UK Economy Logs Biggest Contraction Since 1955

The UK economy contracted at the fastest pace on record in the second quarter amid the coronavirus pandemic, despite signs of recovery taking hold in June after the relaxation of restrictions on movement.

Gross domestic product contracted by 20.4 percent sequentially in the second quarter, following a 2.2 percent drop in the first quarter, the Office for National Statistics reported Wednesday.

With the second consecutive fall, the economy has entered a technical recession. The latest fall was the biggest contraction since the records began in 1955. Economists had forecast a quarterly fall of 20.5 percent.

“It is clear, that the UK is in the largest recession on record,” the ONS said.

Second quarter GDP was 22.1 percent below the final three months of 2019, which is more than three times greater than the total fall during the next largest period of recession, which occurred during the global economic downturn of 2008 to 2009, the statistical office added.

“Today’s numbers show that hard times are here,” Chancellor Rishi Sunak told BBC. He expects many more people to lose their jobs.

“Although tough decisions lie ahead, we will get through this and nobody will be left without hope or opportunity,” Sunak added.

Latest ONS estimates show that the UK economy is now 17.2 percent smaller than it was in February, ahead of the Covid-19 outbreak.

On a yearly basis, GDP plunged 21.7 percent in the second quarter but smaller than the economists’ forecast of 22.4 percent.

As the full scale of the fallout in unemployment has yet to be felt and as GDP may take 12-18 months to climb back to its pre-coronavirus level, it’s going to feel like a recession for a long time yet, Paul Dales, an economist at Capital Economics, said.

The UK economy is likely to experience a decent rate of growth during the third quarter, but importantly it will be at least a couple of years before all of the lost ground is recovered, James Smith, an ING economist, said.

Consumer caution, the unwinding of the Job Retention scheme and the end of the post-Brexit transition period pose risks to the recovery, Smith noted.

There have been record quarterly falls in services, production and construction output in the second quarter. Services output decreased 19.9 percent and production output fell 16.9 percent. Construction output contracted more sharply, by 35.0 percent.

Private consumption accounted for more than 70 percent of the fall in the expenditure measure of GDP in the second quarter, falling by a record 23.1 percent.

Gross fixed capital formation declined 25.5 percent and business investment was down 31.4 percent. Meanwhile, government consumption advanced 14.1 percent.

The UK logged a trade surplus of 4.0 percent of GDP in the second quarter, data showed.

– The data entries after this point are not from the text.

//! MySQL 数据源，连接串为 `mysql://host:port/database`。
//!
//! 用户名与密码取自数据源描述，连接串中的同名参数会被覆盖。
//! 只提供全量读取与写入，没有变更日志。

mod connection;
mod sql;

pub use connection::MysqlConnection;

use std::str::FromStr;

use sqlx::mysql::{MySqlConnectOptions, MySqlConnection};
use sqlx::Connection;
use tracing::debug;

use common::err::scaling_error::ReError;
use common::err::CResult;

use crate::conn::connection::IConnection;
use crate::conn::datasource_config::DataSourceConfig;
use crate::conn::driver::Driver;

pub const MYSQL_SCHEME: &str = "mysql";

#[derive(Debug, Default)]
pub struct MysqlDriver {}

impl MysqlDriver {
    pub fn new() -> Self {
        MysqlDriver {}
    }

    pub(crate) fn connect_options(config: &DataSourceConfig) -> CResult<MySqlConnectOptions> {
        let mut options = MySqlConnectOptions::from_str(&config.url)
            .map_err(|e| ReError::ConnectionError(format!("malformed data source url {}: {}", config.url, e)))?;
        if !config.username.is_empty() {
            options = options.username(&config.username);
        }
        if !config.password.is_empty() {
            options = options.password(&config.password);
        }

        Ok(options)
    }
}

#[async_trait::async_trait]
impl Driver for MysqlDriver {
    fn scheme(&self) -> &'static str {
        MYSQL_SCHEME
    }

    async fn connect(&self, config: &DataSourceConfig) -> CResult<Box<dyn IConnection>> {
        let address = config.address()?;
        let options = MysqlDriver::connect_options(config)?;
        let conn = MySqlConnection::connect_with(&options)
            .await
            .map_err(|e| ReError::ConnectionError(format!("connect to mysql {} failed: {}", address, e)))?;
        debug!("connected to mysql {}", address);

        Ok(Box::new(MysqlConnection::new(conn, address)))
    }
}
use std::cmp::Ordering;
use std::fmt;
use std::hash::{Hash, Hasher};

use serde::{Deserialize, Serialize};

/// 列值。
///
/// 作为主键的组成部分时需要全序比较：不同类型之间按 `Null < Bool < 数值 < String` 排序，
/// 整数与浮点数之间按数值比较。
#[derive(Debug, Clone, Serialize, Deserialize)]
#[serde(untagged)]
pub enum ColumnValue {
    Null,
    Bool(bool),
    Int(i64),
    Double(f64),
    String(String),
}

impl ColumnValue {
    fn rank(&self) -> u8 {
        match self {
            ColumnValue::Null => 0,
            ColumnValue::Bool(_) => 1,
            ColumnValue::Int(_) | ColumnValue::Double(_) => 2,
            ColumnValue::String(_) => 3,
        }
    }

    pub fn is_null(&self) -> bool {
        matches!(self, ColumnValue::Null)
    }
}

impl Ord for ColumnValue {
    fn cmp(&self, other: &Self) -> Ordering {
        match (self, other) {
            (ColumnValue::Null, ColumnValue::Null) => Ordering::Equal,
            (ColumnValue::Bool(a), ColumnValue::Bool(b)) => a.cmp(b),
            (ColumnValue::Int(a), ColumnValue::Int(b)) => a.cmp(b),
            (ColumnValue::Double(a), ColumnValue::Double(b)) => cmp_double(*a, *b),
            (ColumnValue::Int(a), ColumnValue::Double(b)) => cmp_int_double(*a, *b),
            (ColumnValue::Double(a), ColumnValue::Int(b)) => cmp_int_double(*b, *a).reverse(),
            (ColumnValue::String(a), ColumnValue::String(b)) => a.cmp(b),
            (a, b) => a.rank().cmp(&b.rank()),
        }
    }
}

/// 数值序，0.0 与 -0.0 相等；NaN 按 total_cmp 排在两端
fn cmp_double(a: f64, b: f64) -> Ordering {
    a.partial_cmp(&b).unwrap_or_else(|| a.total_cmp(&b))
}

/// 整数与浮点数精确比较，不经过 `as f64` 截断
fn cmp_int_double(i: i64, d: f64) -> Ordering {
    // 2^63
    const BOUND: f64 = 9_223_372_036_854_775_808.0;

    if d.is_nan() {
        return if d.is_sign_negative() { Ordering::Greater } else { Ordering::Less };
    }
    if d >= BOUND {
        return Ordering::Less;
    }
    if d < -BOUND {
        return Ordering::Greater;
    }

    let t = d.trunc();
    match i.cmp(&(t as i64)) {
        Ordering::Equal => t.partial_cmp(&d).unwrap_or(Ordering::Equal),
        ord => ord,
    }
}

impl PartialOrd for ColumnValue {
    fn partial_cmp(&self, other: &Self) -> Option<Ordering> {
        Some(self.cmp(other))
    }
}

impl PartialEq for ColumnValue {
    fn eq(&self, other: &Self) -> bool {
        self.cmp(other) == Ordering::Equal
    }
}

impl Eq for ColumnValue {}

impl Hash for ColumnValue {
    fn hash<H: Hasher>(&self, state: &mut H) {
        // 与 Eq 保持一致：Int(2) == Double(2.0)
        match self {
            ColumnValue::Null => 0u8.hash(state),
            ColumnValue::Bool(v) => v.hash(state),
            ColumnValue::Int(v) => (*v as f64).to_bits().hash(state),
            ColumnValue::Double(v) if *v == 0.0 => 0f64.to_bits().hash(state),
            ColumnValue::Double(v) => v.to_bits().hash(state),
            ColumnValue::String(v) => v.hash(state),
        }
    }
}

impl fmt::Display for ColumnValue {
    fn fmt(&self, f: &mut fmt::Formatter<'_>) -> fmt::Result {
        match self {
            ColumnValue::Null => write!(f, "NULL"),
            ColumnValue::Bool(v) => write!(f, "{}", v),
            ColumnValue::Int(v) => write!(f, "{}", v),
            ColumnValue::Double(v) => write!(f, "{}", v),
            ColumnValue::String(v) => write!(f, "'{}'", v),
        }
    }
}

impl From<i64> for ColumnValue {
    fn from(v: i64) -> Self {
        ColumnValue::Int(v)
    }
}

impl From<i32> for ColumnValue {
    fn from(v: i32) -> Self {
        ColumnValue::Int(v as i64)
    }
}

impl From<f64> for ColumnValue {
    fn from(v: f64) -> Self {
        ColumnValue::Double(v)
    }
}

impl From<bool> for ColumnValue {
    fn from(v: bool) -> Self {
        ColumnValue::Bool(v)
    }
}

impl From<&str> for ColumnValue {
    fn from(v: &str) -> Self {
        ColumnValue::String(v.to_string())
    }
}

impl From<String> for ColumnValue {
    fn from(v: String) -> Self {
        ColumnValue::String(v)
    }
}
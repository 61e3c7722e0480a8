use std::time::{SystemTime, UNIX_EPOCH};

use chrono::Local;

/// 获取当前时间的毫秒数
pub fn now_millis() -> u128 {
    SystemTime::now()
        .duration_since(UNIX_EPOCH)
        .map(|d| d.as_millis())
        .unwrap_or_default()
}

/// 获取当前时间的格式化输出
pub fn now_str() -> String {
    let chrono_time = Local::now();

    chrono_time.format("%Y-%m-%d %H:%M:%S").to_string()
}
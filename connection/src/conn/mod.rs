pub mod connection;
pub mod datasource_config;
pub mod driver;
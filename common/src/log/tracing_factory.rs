use once_cell::sync::OnceCell;
use tracing_appender::non_blocking::WorkerGuard;
use tracing_subscriber::{fmt, EnvFilter};

use crate::config::LogConfig;

/// 日志文件名前缀
const LOG_FILE_PREFIX: &str = "scaling.log";

/// TracingFactory 全局初始化结果。文件输出时持有 WorkerGuard，进程退出前不能被释放
static INIT: OnceCell<Option<WorkerGuard>> = OnceCell::new();

#[derive(Debug, Clone, Default)]
pub struct TracingFactoryOptions {
    debug: bool,

    /// EnvFilter 表达式
    level: Option<String>,

    /// 为空时输出到 stdout
    log_dir: Option<String>,
}

impl TracingFactoryOptions {
    pub fn new(debug: bool, level: Option<String>, log_dir: Option<String>) -> Self {
        TracingFactoryOptions {
            debug,
            level,
            log_dir,
        }
    }

    pub fn from_config(config: &LogConfig) -> Self {
        TracingFactoryOptions::new(config.debug, config.level.clone(), config.get_log_dir())
    }

    fn filter(&self) -> EnvFilter {
        let default_level = if self.debug { "debug" } else { "info" };
        let directive = self.level.clone().unwrap_or_else(|| default_level.to_string());

        EnvFilter::try_new(&directive).unwrap_or_else(|_| EnvFilter::new(default_level))
    }
}

#[derive(Debug, Clone, Default)]
pub struct TracingFactory {
    log_dir: Option<String>,
}

impl TracingFactory {
    pub fn init_log(debug: bool) -> TracingFactory {
        TracingFactory::init_log_with_options(TracingFactoryOptions::new(debug, None, None))
    }

    /// 初始化全局 subscriber。重复调用只有第一次生效
    pub fn init_log_with_options(options: TracingFactoryOptions) -> TracingFactory {
        INIT.get_or_init(|| {
            let filter = options.filter();

            match options.log_dir.as_ref() {
                Some(dir) => {
                    let appender = tracing_appender::rolling::daily(dir, LOG_FILE_PREFIX);
                    let (writer, guard) = tracing_appender::non_blocking(appender);

                    let rs = fmt()
                        .with_env_filter(filter)
                        .with_thread_ids(true)
                        .with_ansi(false)
                        .with_writer(writer)
                        .try_init();
                    if let Err(e) = rs {
                        eprintln!("Unable to set global default subscriber: {}", e);
                    }
                    Some(guard)
                }
                None => {
                    let rs = fmt()
                        .with_env_filter(filter)
                        .with_thread_ids(true)
                        .compact()
                        .try_init();
                    if let Err(e) = rs {
                        eprintln!("Unable to set global default subscriber: {}", e);
                    }
                    None
                }
            }
        });

        TracingFactory {
            log_dir: options.log_dir,
        }
    }

    pub fn get_log_dir(&self) -> Option<String> {
        self.log_dir.clone()
    }

    pub fn is_init() -> bool {
        INIT.get().is_some()
    }
}

#[cfg(test)]
mod test {
    use tracing::debug;

    use crate::log::tracing_factory::TracingFactory;

    #[test]
    fn test() {
        TracingFactory::init_log(true);
        assert!(TracingFactory::is_init());
        let f = TracingFactory::init_log(true);
        assert!(TracingFactory::is_init());
        assert_eq!(f.get_log_dir(), None);

        debug!("TracingFactory test: {:?}", "test");
    }
}
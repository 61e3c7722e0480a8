use crate::err::scaling_error::ReError;

pub mod scaling_error;

pub type CResult<T> = Result<T, ReError>;
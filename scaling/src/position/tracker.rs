use std::collections::BTreeMap;
use std::sync::{Arc, Mutex};

use dashmap::DashMap;

use common::err::scaling_error::ReError;
use common::err::CResult;

use crate::position::Position;
use crate::task::task_id::TaskId;

/// 各任务已提交的位点，作业级所有。
///
/// 每个任务一个独立加锁的条目，不同任务之间的读写互不影响。
/// 位点单调不减：写入严格小于当前值的位点会被拒绝。
#[derive(Debug, Default)]
pub struct PositionTracker {
    entries: DashMap<TaskId, Arc<Mutex<Position>>>,
}

impl PositionTracker {
    pub fn new() -> Self {
        PositionTracker {
            entries: DashMap::new(),
        }
    }

    /// 以给定初始位点创建 tracker，用于续传
    pub fn with_positions(positions: BTreeMap<TaskId, Position>) -> Self {
        let tracker = PositionTracker::new();
        for (task_id, position) in positions {
            tracker.entries.insert(task_id, Arc::new(Mutex::new(position)));
        }
        tracker
    }

    /// 任务当前位点，未记录时为初始位点
    pub fn get(&self, task_id: &TaskId) -> Position {
        match self.entry(task_id) {
            Some(entry) => entry.lock()
                .map(|p| p.clone())
                .unwrap_or_else(|e| e.into_inner().clone()),
            None => Position::init(),
        }
    }

    /// 写入位点。严格小于当前位点时返回 StalePositionError，当前位点不变
    pub fn set(&self, task_id: &TaskId, position: Position) -> CResult<()> {
        let entry = match self.entry(task_id) {
            Some(entry) => entry,
            None => Arc::clone(
                self.entries
                    .entry(task_id.clone())
                    .or_insert_with(|| Arc::new(Mutex::new(Position::init())))
                    .value(),
            ),
        };

        let mut current = entry.lock()?;
        if position < *current {
            return Err(ReError::StalePositionError {
                task_id: task_id.to_string(),
                current: current.to_string(),
                offered: position.to_string(),
            });
        }
        *current = position;

        Ok(())
    }

    pub fn contains(&self, task_id: &TaskId) -> bool {
        self.entries.contains_key(task_id)
    }

    /// 所有任务位点的快照
    pub fn snapshot(&self) -> BTreeMap<TaskId, Position> {
        let entries: Vec<(TaskId, Arc<Mutex<Position>>)> = self.entries
            .iter()
            .map(|e| (e.key().clone(), Arc::clone(e.value())))
            .collect();

        entries
            .into_iter()
            .map(|(id, entry)| {
                let position = entry.lock()
                    .map(|p| p.clone())
                    .unwrap_or_else(|e| e.into_inner().clone());
                (id, position)
            })
            .collect()
    }

    // 先复制出条目再加锁，避免持有分段锁等待任务锁
    fn entry(&self, task_id: &TaskId) -> Option<Arc<Mutex<Position>>> {
        self.entries.get(task_id).map(|e| Arc::clone(e.value()))
    }
}
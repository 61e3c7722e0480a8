use common::row::{PrimaryKey, Row};

use connection::conn::connection::{ChangeOp, RowChange};

use crate::position::Position;

/// 目标端需要执行的操作
#[derive(Debug, Clone, Copy, PartialEq, Eq)]
pub enum RecordOp {
    Insert,
    Update,
    Delete,
}

/// 通道中传递的一条记录
#[derive(Debug, Clone)]
pub struct DataRecord {
    pub op: RecordOp,

    pub key: PrimaryKey,

    /// Delete 时为空
    pub row: Option<Row>,

    /// 提交此记录后任务可以续传的位点
    pub position: Position,
}

/// Dumper 一次推入通道的一批记录。
///
/// position 为该批的终止位点，Importer 提交整批后写入 PositionTracker。
/// 空批次只用于传递阶段切换（全量 -> 增量 / 完成）。
#[derive(Debug, Clone)]
pub struct RecordBatch {
    pub records: Vec<DataRecord>,

    pub position: Position,
}

impl RecordBatch {
    pub fn new(records: Vec<DataRecord>, position: Position) -> Self {
        RecordBatch {
            records,
            position,
        }
    }

    /// 只携带位点的空批次
    pub fn marker(position: Position) -> Self {
        RecordBatch::new(vec![], position)
    }

    pub fn len(&self) -> usize {
        self.records.len()
    }

    pub fn is_empty(&self) -> bool {
        self.records.is_empty()
    }
}

impl From<ChangeOp> for RecordOp {
    fn from(op: ChangeOp) -> Self {
        match op {
            ChangeOp::Insert => RecordOp::Insert,
            ChangeOp::Update => RecordOp::Update,
            ChangeOp::Delete => RecordOp::Delete,
        }
    }
}

impl DataRecord {
    /// 全量阶段读取的一行
    pub fn inventory(key: PrimaryKey, row: Row, position: Position) -> Self {
        DataRecord {
            op: RecordOp::Insert,
            key,
            row: Some(row),
            position,
        }
    }

    /// 增量阶段的一条变更
    pub fn change(change: RowChange, row: Option<Row>, position: Position) -> Self {
        DataRecord {
            op: RecordOp::from(change.op),
            key: change.key,
            row,
            position,
        }
    }
}
use std::sync::Arc;
use std::time::Duration;

use async_trait::async_trait;

use common::row::ColumnValue;
use connection::memory::MemoryDatabase;
use scaling::MigrationConfig;
use web::api::handler::{CommandRequest, HttpServerHandler, Session};
use web::api::result::R;
use web::web_error::{WResult, WebError};

/// 一张逻辑表 t_order 拆在两个源库上，迁移到一个目标库。 源库 ds_n 中的 id 满足 id % 2 == n
pub struct Shards {
    pub sources: Vec<Arc<MemoryDatabase>>,

    pub target: Arc<MemoryDatabase>,

    pub config_json: String,
}

impl Shards {
    pub fn prepare(prefix: &str, rows_per_shard: i64, incremental: bool) -> Shards {
        let mut sources = vec![];
        for ds in 0..2 {
            let name = format!("{}_ds_{}", prefix, ds);
            MemoryDatabase::drop_database(&name);
            let db = MemoryDatabase::open(&name);
            db.create_table("t_order", &["id", "user_id", "status"], &["id"]).unwrap();
            for i in 0..rows_per_shard {
                let id = i * 2 + ds;
                db.insert("t_order", vec![ColumnValue::Int(id), ColumnValue::Int(id % 7), ColumnValue::from("init")]).unwrap();
            }
            sources.push(db);
        }

        let target_name = format!("{}_target", prefix);
        MemoryDatabase::drop_database(&target_name);
        let target = MemoryDatabase::open(&target_name);
        target.create_table("t_order", &["id", "user_id", "status"], &["id"]).unwrap();

        let config_json = format!(r#"{{
            "ruleConfiguration": {{
                "sourceDataSources": {{
                    "ds_0": {{"url": "memory://{p}_ds_0"}},
                    "ds_1": {{"url": "memory://{p}_ds_1"}}
                }},
                "targetDataSources": {{"target": {{"url": "memory://{p}_target"}}}},
                "shardingRule": {{"tables": {{"t_order": {{"actualDataNodes": "ds_${{0..1}}.t_order"}}}}}}
            }},
            "jobConfiguration": {{"batchSize": 3, "channelCapacity": 2, "incremental": {inc}, "pollIntervalMs": 5}}
        }}"#, p = prefix, inc = incremental);

        Shards {
            sources,
            target,
            config_json,
        }
    }

    pub fn config(&self) -> MigrationConfig {
        serde_json::from_str(&self.config_json).unwrap()
    }

    /// 等待目标表行数达到 rows
    pub async fn wait_target_rows(&self, rows: usize) -> bool {
        for _ in 0..500 {
            if self.target.row_count("t_order").unwrap() == rows {
                return true;
            }
            tokio::time::sleep(Duration::from_millis(10)).await;
        }
        false
    }
}

/// 记录写出的响应与关闭动作
#[derive(Default)]
pub struct RecordingSession {
    pub written: Vec<R>,

    pub closed: bool,
}

#[async_trait]
impl Session for RecordingSession {
    async fn write_and_flush(&mut self, response: R) -> WResult<()> {
        if self.closed {
            return Err(WebError::Closed);
        }
        self.written.push(response);
        Ok(())
    }

    async fn close(&mut self) {
        self.closed = true;
    }
}

pub async fn call(handler: &HttpServerHandler, request: CommandRequest) -> RecordingSession {
    let mut session = RecordingSession::default();
    handler.channel_read(&mut session, request).await;
    session
}

/// 唯一的响应
pub fn response(session: &RecordingSession) -> &R {
    assert!(!session.closed, "session closed unexpectedly");
    assert_eq!(session.written.len(), 1);
    &session.written[0]
}
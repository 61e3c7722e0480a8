pub mod job;
pub mod job_manager;

pub use job::{Job, JobProgress, JobState, JobSummary};
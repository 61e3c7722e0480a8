use std::collections::HashMap;
use std::fmt;
use std::sync::Arc;

use sqlx::mysql::{MySql, MySqlArguments, MySqlConnection, MySqlRow};
use sqlx::query::Query;
use sqlx::types::chrono::{NaiveDate, NaiveDateTime, NaiveTime};
use sqlx::{Column, Connection, Executor, Row as _, TypeInfo, ValueRef};
use tracing::debug;

use common::err::scaling_error::ReError;
use common::err::CResult;
use common::row::{ColumnValue, PrimaryKey, Row};

use crate::conn::connection::{ChangeSlice, IConnection, ScanQuery};
use crate::mysql::sql;

/// 单条 MySQL 连接。主键列按表缓存，事务由 START TRANSACTION / COMMIT 控制
pub struct MysqlConnection {
    conn: MySqlConnection,

    address: String,

    primary_keys: HashMap<String, Vec<String>>,

    in_transaction: bool,
}

impl fmt::Debug for MysqlConnection {
    fn fmt(&self, f: &mut fmt::Formatter<'_>) -> fmt::Result {
        f.debug_struct("MysqlConnection")
            .field("address", &self.address)
            .field("in_transaction", &self.in_transaction)
            .finish()
    }
}

pub(crate) fn sql_error(e: sqlx::Error) -> ReError {
    match e {
        sqlx::Error::Io(_) | sqlx::Error::Tls(_) | sqlx::Error::Protocol(_) | sqlx::Error::PoolTimedOut => {
            ReError::ConnectionError(e.to_string())
        }
        e => ReError::String(e.to_string()),
    }
}

fn bind_value<'q>(query: Query<'q, MySql, MySqlArguments>, value: &ColumnValue) -> Query<'q, MySql, MySqlArguments> {
    match value {
        ColumnValue::Null => query.bind(Option::<String>::None),
        ColumnValue::Bool(v) => query.bind(*v),
        ColumnValue::Int(v) => query.bind(*v),
        ColumnValue::Double(v) => query.bind(*v),
        ColumnValue::String(v) => query.bind(v.clone()),
    }
}

/// 按列类型解码。时间、定点数等没有对应 ColumnValue 的类型转为字符串
fn decode_column(row: &MySqlRow, index: usize) -> CResult<ColumnValue> {
    if row.try_get_raw(index).map_err(sql_error)?.is_null() {
        return Ok(ColumnValue::Null);
    }

    let type_name = row.column(index).type_info().name();
    let value = match type_name {
        "BOOLEAN" => ColumnValue::Bool(row.try_get::<bool, _>(index).map_err(sql_error)?),
        "TINYINT" | "SMALLINT" | "MEDIUMINT" | "INT" | "BIGINT" => {
            ColumnValue::Int(row.try_get::<i64, _>(index).map_err(sql_error)?)
        }
        "YEAR" => ColumnValue::Int(row.try_get_unchecked::<i64, _>(index).map_err(sql_error)?),
        t if t.ends_with("UNSIGNED") => {
            let v = row.try_get::<u64, _>(index).map_err(sql_error)?;
            match i64::try_from(v) {
                Ok(v) => ColumnValue::Int(v),
                Err(_) => ColumnValue::String(v.to_string()),
            }
        }
        "FLOAT" => ColumnValue::Double(row.try_get::<f32, _>(index).map_err(sql_error)? as f64),
        "DOUBLE" => ColumnValue::Double(row.try_get::<f64, _>(index).map_err(sql_error)?),
        "DATETIME" | "TIMESTAMP" => {
            ColumnValue::String(row.try_get::<NaiveDateTime, _>(index).map_err(sql_error)?.to_string())
        }
        "DATE" => ColumnValue::String(row.try_get::<NaiveDate, _>(index).map_err(sql_error)?.to_string()),
        "TIME" => ColumnValue::String(row.try_get::<NaiveTime, _>(index).map_err(sql_error)?.to_string()),
        // 二进制协议下以字符串传输
        "DECIMAL" | "JSON" | "ENUM" | "SET" => {
            ColumnValue::String(row.try_get_unchecked::<String, _>(index).map_err(sql_error)?)
        }
        _ => match row.try_get::<String, _>(index) {
            Ok(v) => ColumnValue::String(v),
            Err(_) => {
                let bytes = row.try_get::<Vec<u8>, _>(index).map_err(sql_error)?;
                ColumnValue::String(String::from_utf8_lossy(&bytes).into_owned())
            }
        },
    };

    Ok(value)
}

fn decode_rows(rows: &[MySqlRow]) -> CResult<Vec<Row>> {
    let first = match rows.first() {
        Some(first) => first,
        None => return Ok(Vec::new()),
    };
    let columns: Arc<[String]> = first.columns().iter().map(|c| c.name().to_string()).collect();

    let mut result = Vec::with_capacity(rows.len());
    for row in rows {
        let mut values = Vec::with_capacity(columns.len());
        for i in 0..columns.len() {
            values.push(decode_column(row, i)?);
        }
        result.push(Row::new_row(values, Arc::clone(&columns))?);
    }

    Ok(result)
}

impl MysqlConnection {
    pub fn new(conn: MySqlConnection, address: &str) -> Self {
        MysqlConnection {
            conn,
            address: address.to_string(),
            primary_keys: HashMap::new(),
            in_transaction: false,
        }
    }

    async fn primary_key(&mut self, table: &str) -> CResult<Vec<String>> {
        if let Some(pk) = self.primary_keys.get(table) {
            return Ok(pk.clone());
        }

        let (schema, name) = sql::split_table(table);
        let rows = sqlx::query(sql::PRIMARY_KEY_SQL)
            .bind(schema)
            .bind(name)
            .fetch_all(&mut self.conn)
            .await
            .map_err(sql_error)?;
        let mut pk = Vec::with_capacity(rows.len());
        for row in &rows {
            pk.push(row.try_get::<String, _>(0).map_err(sql_error)?);
        }
        if pk.is_empty() {
            return Err(ReError::NotFoundError(format!("primary key of table {} on {}", table, self.address)));
        }

        debug!("mysql {} table {} primary key {:?}", self.address, table, pk);
        self.primary_keys.insert(table.to_string(), pk.clone());
        Ok(pk)
    }

    async fn execute_raw(&mut self, statement: &str) -> CResult<()> {
        (&mut self.conn).execute(statement).await.map_err(sql_error)?;
        Ok(())
    }
}

#[async_trait::async_trait]
impl IConnection for MysqlConnection {
    async fn ping(&mut self) -> CResult<()> {
        Connection::ping(&mut self.conn).await.map_err(sql_error)
    }

    async fn count_rows(&mut self, table: &str) -> CResult<u64> {
        let row = sqlx::query(&sql::count_sql(table))
            .fetch_one(&mut self.conn)
            .await
            .map_err(sql_error)?;
        let count = row.try_get::<i64, _>(0).map_err(sql_error)?;

        Ok(count.max(0) as u64)
    }

    async fn scan(&mut self, table: &str, query: &ScanQuery) -> CResult<Vec<Row>> {
        let primary_key = self.primary_key(table).await?;
        let statement = sql::scan_sql(table, query.columns.as_deref(), &primary_key, query.after.is_some())?;

        let mut q = sqlx::query(&statement);
        if let Some(after) = query.after.as_ref() {
            if after.0.len() != primary_key.len() {
                return Err(ReError::String(format!(
                    "scan position {} does not match primary key {:?} of {}", after, primary_key, table)));
            }
            for value in &after.0 {
                q = bind_value(q, value);
            }
        }
        let rows = q.bind(query.limit as u64)
            .fetch_all(&mut self.conn)
            .await
            .map_err(sql_error)?;

        decode_rows(&rows)
    }

    /// 没有可读取的变更日志，起点固定为 0
    async fn log_head(&mut self) -> CResult<u64> {
        Ok(0)
    }

    async fn read_changes(&mut self, table: &str, _from: u64, _limit: usize) -> CResult<ChangeSlice> {
        Err(ReError::SourceReadError(format!(
            "mysql source {} has no change log for table {}, run the job with incremental disabled",
            self.address, table)))
    }

    async fn begin(&mut self) -> CResult<()> {
        if self.in_transaction {
            return Err(ReError::String("transaction already started".to_string()));
        }
        self.execute_raw("START TRANSACTION").await?;
        self.in_transaction = true;
        Ok(())
    }

    async fn upsert(&mut self, table: &str, primary_key: &[String], row: &Row) -> CResult<()> {
        let statement = sql::upsert_sql(table, row.columns_ref(), primary_key)?;
        let mut q = sqlx::query(&statement);
        for value in row.values() {
            q = bind_value(q, value);
        }
        q.execute(&mut self.conn).await.map_err(sql_error)?;
        Ok(())
    }

    async fn delete(&mut self, table: &str, key: &PrimaryKey) -> CResult<()> {
        let primary_key = self.primary_key(table).await?;
        if key.0.len() != primary_key.len() {
            return Err(ReError::String(format!(
                "key {} does not match primary key {:?} of {}", key, primary_key, table)));
        }

        let statement = sql::delete_sql(table, &primary_key)?;
        let mut q = sqlx::query(&statement);
        for value in &key.0 {
            q = bind_value(q, value);
        }
        q.execute(&mut self.conn).await.map_err(sql_error)?;
        Ok(())
    }

    async fn commit(&mut self) -> CResult<()> {
        if !self.in_transaction {
            return Err(ReError::String("no transaction to commit".to_string()));
        }
        // 提交失败时保持事务状态，由调用方回滚或丢弃连接
        self.execute_raw("COMMIT").await?;
        self.in_transaction = false;
        Ok(())
    }

    async fn rollback(&mut self) -> CResult<()> {
        if !self.in_transaction {
            return Ok(());
        }
        self.execute_raw("ROLLBACK").await?;
        self.in_transaction = false;
        Ok(())
    }

    fn in_transaction(&self) -> bool {
        self.in_transaction
    }
}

In June, the monthly GDP growth accelerated to 8.7 percent from 2.4 percent in May. All sectors posted faster growth, with construction registering the biggest increase of 23.5 percent.

The dominant service sector grew 7.7 percent in June. At the same time, production advanced 9.3 percent and manufacturing gained 11 percent. Farm output climbed 2.7 percent.

The economy began to bounce back in June with shops reopening, factories beginning to ramp up production and housebuilding continuing to recover, ONS Deputy National Statistical for Economic Statistics Jonathan Athow said.

Despite this, GDP in June still remains a sixth below its level in February, before the virus struck, Athow added.

In June, the visible trade deficit widened as the increase in imports far exceeded the rise in shipments. The visible trade gap rose to GBP 5.12 billion from GBP 1.76 billion in May, the ONS said in a separate release.

Exports and imports of goods climbed 6.9 percent and 18.8 percent, respectively.

Consequently, the total trade surplus declined to GBP 5.34 billion from GBP 7.66 billion a month ago.

Another report from the ONS showed that labor productivity posted its biggest fall on records in the second quarter. Labor productivity decreased 2.5 percent on quarter.

Reflecting the impact of the furlough scheme, output per worker plunged 19.9 percent from the first quarter.